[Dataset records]
************

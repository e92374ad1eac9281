//! Crawl orchestration
//!
//! The controller drives the paginated traversal; the ingestor handles one
//! listing at a time; the run context carries the counters that decide when
//! a run has gone bad enough to abort.

mod context;
mod controller;
mod ingest;

pub use context::RunContext;
pub use controller::Crawler;
pub use ingest::{listing_id, should_ingest, IngestOutcome, Ingestor};
use crate::config::types::Config;
use crate::config::validation::validate;
use crate::ConfigResult;
use std::path::Path;

/// Loads and parses a configuration file from the given path
///
/// # Arguments
///
/// * `path` - Path to the TOML configuration file
///
/// # Returns
///
/// * `Ok(Config)` - Successfully loaded and validated configuration
/// * `Err(ConfigError)` - Failed to load, parse, or validate the configuration
pub fn load_config(path: &Path) -> ConfigResult<Config> {
    let content = std::fs::read_to_string(path)?;
    let config: Config = toml::from_str(&content)?;
    validate(&config)?;
    Ok(config)
}
//! HTTP fetching
//!
//! One [`Fetcher`] instance is shared by the whole crawl: search pages,
//! listing detail pages, and the price-analysis endpoint all go through the
//! same retry schedule.

mod client;

pub use client::{build_http_client, FetchError, Fetcher, PRICE_ANALYSIS_PATH};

************

● **Problem requirements**: Where the word "controller" appears in a line of the entries, copy that line.

● **Solution to this exercise**:
//! The controller drives the paginated traversal; the ingestor handles one
mod controller;
pub use controller::Crawler;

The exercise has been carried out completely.